“小友且慢!”
收获之时,突兀的声音响起,虽然是从远处传来,但却给林长珩一种如在耳侧之感。
清淅无比,不亚耳语。
林长珩手中举起准备割肉的法宝剑胎,顿时一滞,带着收获之喜的脸色也骤然一沉。
难看得几乎要滴出水来。
竟然有人!何人出言?!
打算玩的是“螳螂捕蝉,黄雀在后”?恰好在他大战完毕,对方就要来摘桃子?
这是他万万没有想到的。
而且林长珩是当真没有所觉!
这只说明了一点,对方的修为高于他,神识也超过了他,能够在更远处复盖、甚至蒙蔽于他。
那这就只有一种可能,便是对方————起码是一位假丹修士!
同阶修士,哪怕是筑基巅峰修士,要论神识,都只能被林长反查,都无所觉。
而林长珩方才手段齐出,经历过一场大战,受到了一些小伤,体内的气力、
状态也不满。
对上够呛。
但也不至于恐惧————
面对假丹,就算状态不满,他也不是没有一战之力的,更不可能任人宰割、
拿捏!方才击杀了清丹层次的【地火冥蛇】,给了他足够的自信。
退一万步讲,林长过于倒楣,来人的实力过强,他依旧有压箱底的手段未出。
可战、可逃!
越是这种时候,林长珩的心中越是冷静、无比沉着,尤如无波古井。
这是长期稳健积累带来的底蕴,让林长珩有了应对突发危机的底气!
也是奉行苟道、追求稳健的意义!
念头电转之下,不过瞬息。
林长珩提着染血的青黑剑胎,双眸幽深,转身回头看去。
却见在极远外的天空处,一个灰点穿梭而来,不断靠近、放大。
正是此人急切传音。
林长珩眼中四色神光无声旋转,【洞察妖法】、【察灵术】、【望气术】、
【观气术】四术合一,前三者皆满,后者已经小成。
霎时间,一双虚妄的无形双眼缓缓生成,叠在了眼眸之上。
瞬间看清来人。
那是一位身着灰袍、面容枯槁的老者,耳廓宽大、须发却黑、手长腿短,颇为怪异。
但他身上气息浩荡,修为果真是假丹境界,与其所猜一般无二。
——
并非在【极山仙城】认识或打过照面之人。
“从远处新来————那便不是就近潜伏了。”
林长珩心中喃喃,吞服了两粒丹药入腹,底气更足。
正所谓知己知彼,百战不殆,如果此人藏在一侧,看全方才斗法,对林长是极其不利的。
你牌面本就不如对方,还被对方偷看了个全面,相当于明牌,但对方的牌你丝毫不知,这还怎么打?胜率会直降!

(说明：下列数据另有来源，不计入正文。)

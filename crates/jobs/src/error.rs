use sculpt_core::types::ProjectId;
use sculpt_pipeline::RunnerError;

/// Errors returned by job control calls.
#[derive(Debug, thiserror::Error)]
pub enum JobError {
    /// Another job or pipeline is already active for the project.
    #[error("a job is already active for project '{0}'")]
    Conflict(ProjectId),

    #[error("no running job for project '{0}'")]
    NotRunning(ProjectId),

    #[error("job for project '{0}' is not paused")]
    NotPaused(ProjectId),

    #[error("no job has been started for project '{0}'")]
    NotFound(ProjectId),

    #[error("invalid request: {0}")]
    Invalid(String),

    /// The platform has no way to perform the operation.
    #[error("{0} is not supported on this platform")]
    Unsupported(&'static str),

    #[error("failed to send {signal} to process {pid}: {source}")]
    Signal {
        signal: &'static str,
        pid: u32,
        #[source]
        source: std::io::Error,
    },

    /// The training configuration could not be rendered or written.
    #[error("failed to write training config: {0}")]
    Config(String),

    #[error("failed to launch trainer: {0}")]
    Spawn(#[from] RunnerError),
}
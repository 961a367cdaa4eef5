//! Training telemetry parser.
//!
//! The trainer prints free-form text on stdout. Lines shaped like
//! `iter: 1000, loss: 0.0234` carry progress; everything else is plain
//! log output. Parsing is total: a line that does not fit the shape is
//! simply not progress, never an error.

use serde::{Deserialize, Serialize};

/// Marker identifying the iteration field.
const ITERATION_MARKER: &str = "iter";

/// Marker identifying the loss field.
const LOSS_MARKER: &str = "loss";

/// Separator between fields on a progress line.
const FIELD_DELIMITER: char = ',';

/// Separator between a field label and its value.
const VALUE_DELIMITER: char = ':';

/// One progress sample extracted from a trainer output line.
#[derive(Debug, Clone, Copy, PartialEq, Serialize, Deserialize)]
pub struct TrainingProgress {
    pub iteration: u64,
    pub loss: f64,
}

/// Extract iteration and loss from a trainer output line.
///
/// Returns `None` unless the line contains both markers and every field
/// carrying a marker has a parsable value after its first `:`. When a
/// marker appears in several fields the last one wins.
pub fn parse_progress_line(line: &str) -> Option<TrainingProgress> {
    if !line.contains(ITERATION_MARKER) || !line.contains(LOSS_MARKER) {
        return None;
    }

    let mut iteration = None;
    let mut loss = None;

    for part in line.split(FIELD_DELIMITER).map(str::trim) {
        if part.contains(ITERATION_MARKER) {
            iteration = Some(field_value(part)?.parse::<u64>().ok()?);
        } else if part.contains(LOSS_MARKER) {
            let value = field_value(part)?.parse::<f64>().ok()?;
            if !value.is_finite() {
                return None;
            }
            loss = Some(value);
        }
    }

    Some(TrainingProgress {
        iteration: iteration?,
        loss: loss?,
    })
}

/// Text following the first `:` of a field, trimmed.
fn field_value(part: &str) -> Option<&str> {
    part.split_once(VALUE_DELIMITER).map(|(_, value)| value.trim())
}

所幸,对方也是刚刚到来,最多看到了最终战场的收尾局面。
在视线中逐渐变大的灰袍假丹,脸上挤出一副惊喜交加的模样,但那双皱纹明显的眼睛,大部分时间却死死地盯在巨大的蛇尸之上,贪婪与急切几乎难以掩饰。
“这位小友!”
灰袍老者人还未至,声音已然滚滚传来,带着一丝故作的热络,“老夫追踪
这头【地火冥蛇】已有数月,更是比小友先一步发现其踪迹,只因被一桩琐事耽搁,才让它逃脱。没想到今日竟被小友斩杀,实乃天意!不知小友可否将此蛇尸身转让于老夫?老夫愿出高价,绝不会让小友吃亏!”

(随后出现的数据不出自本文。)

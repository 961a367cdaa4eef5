use std::net::SocketAddr;

use tokio_util::sync::CancellationToken;
use tracing_subscriber::{layer::SubscriberExt, util::SubscriberInitExt};

use sculpt_api::config::ServerConfig;
use sculpt_api::router::build_app_router;
use sculpt_api::state::AppState;

#[tokio::main]
async fn main() {
    dotenvy::dotenv().ok();

    // --- Tracing ---
    tracing_subscriber::registry()
        .with(
            tracing_subscriber::EnvFilter::try_from_default_env().unwrap_or_else(|_| {
                "sculpt_api=debug,sculpt_jobs=debug,sculpt_pipeline=debug,tower_http=debug".into()
            }),
        )
        .with(tracing_subscriber::fmt::layer())
        .init();

    // --- Configuration ---
    let config = match ServerConfig::from_env() {
        Ok(config) => config,
        Err(e) => {
            tracing::error!(error = %e, "Invalid configuration");
            std::process::exit(1);
        }
    };
    tracing::info!(
        host = %config.host,
        port = %config.port,
        projects_dir = %config.projects_dir.display(),
        "Loaded server configuration",
    );

    if let Err(e) = tokio::fs::create_dir_all(&config.projects_dir).await {
        tracing::error!(error = %e, path = %config.projects_dir.display(), "Cannot create projects directory");
        std::process::exit(1);
    }

    // --- App state ---
    let state = AppState::from_config(config.clone());

    if !state.colmap.check_installation().await {
        tracing::warn!(colmap_bin = %config.colmap_bin, "COLMAP not found, reconstruction requests will fail");
    }

    // --- Heartbeat ---
    let heartbeat_cancel = CancellationToken::new();
    let heartbeat_handle = sculpt_events::start_heartbeat(
        state.broadcaster.clone(),
        config.heartbeat_interval(),
        heartbeat_cancel.clone(),
    );

    // --- Router ---
    let app = build_app_router(state.clone(), &config);

    // --- Start server ---
    let host = match config.host.parse() {
        Ok(host) => host,
        Err(e) => {
            tracing::error!(host = %config.host, error = %e, "Invalid HOST address");
            std::process::exit(1);
        }
    };
    let addr = SocketAddr::new(host, config.port);
    tracing::info!(%addr, "Starting server");

    let listener = match tokio::net::TcpListener::bind(addr).await {
        Ok(listener) => listener,
        Err(e) => {
            tracing::error!(%addr, error = %e, "Failed to bind to address");
            std::process::exit(1);
        }
    };

    if let Err(e) = axum::serve(listener, app)
        .with_graceful_shutdown(shutdown_signal())
        .await
    {
        tracing::error!(error = %e, "Server error");
    }

    // --- Post-shutdown cleanup ---
    tracing::info!("Server stopped accepting connections, cleaning up");

    // Trainers first: their final status events still reach subscribers.
    state.registry.shutdown_all().await;
    tracing::info!("Training jobs stopped");

    heartbeat_cancel.cancel();
    let _ = heartbeat_handle.await;
    tracing::info!("Heartbeat task stopped");

    let subscribers = state.broadcaster.subscriber_count().await;
    tracing::info!(subscribers, "Closing remaining progress subscriptions");
    state.broadcaster.shutdown_all().await;

    tracing::info!("Graceful shutdown complete");
}

/// Wait for a termination signal to initiate graceful shutdown.
///
/// Handles both SIGINT (Ctrl-C) and SIGTERM (on Unix) so the server
/// shuts down cleanly whether stopped interactively or by a process
/// manager.
async fn shutdown_signal() {
    let ctrl_c = async {
        if let Err(e) = tokio::signal::ctrl_c().await {
            tracing::error!(error = %e, "Failed to install Ctrl-C handler");
            std::future::pending::<()>().await;
        }
    };

    #[cfg(unix)]
    let terminate = async {
        match tokio::signal::unix::signal(tokio::signal::unix::SignalKind::terminate()) {
            Ok(mut signal) => {
                signal.recv().await;
            }
            Err(e) => {
                tracing::error!(error = %e, "Failed to install SIGTERM handler");
                std::future::pending::<()>().await;
            }
        }
    };

    #[cfg(not(unix))]
    let terminate = std::future::pending::<()>();

    tokio::select! {
        () = ctrl_c => {
            tracing::info!("Received SIGINT (Ctrl-C), starting graceful shutdown");
        }
        () = terminate => {
            tracing::info!("Received SIGTERM, starting graceful shutdown");
        }
    }
}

林长珩闻言,心中冷笑连连,追踪多月?真拿他当小孩子糊弄不成?
面上却不动声色,甚至呵呵一笑,看似客气地回应道:“原来如此,竟是前辈先发现的猎物,倒是晚辈唐突了。”
然而,他负在背后的手,却悄然并指如剑,神识微动。
那幽青剑胎顿时脱手,悬浮在蛇尸上方,骤然爆发出凌厉剑光!
“唰!唰!唰!唰!”
剑光如电,精准无比地连斩而下!
不过眨眼功夫,蛇尸中最珍贵的【头顶独角】、【心头精血】、接近浑圆的【清丹妖核】,亦称妖丹,以及那枚蕴含着磅礴火元之力、可入药炼丹的【赤红蛇胆】,便被一股脑地剥离出来,被林长珩袖袍一卷,抢先一步收入储物袋中,只留下一具看似完整、实则精华尽失的巨大空壳。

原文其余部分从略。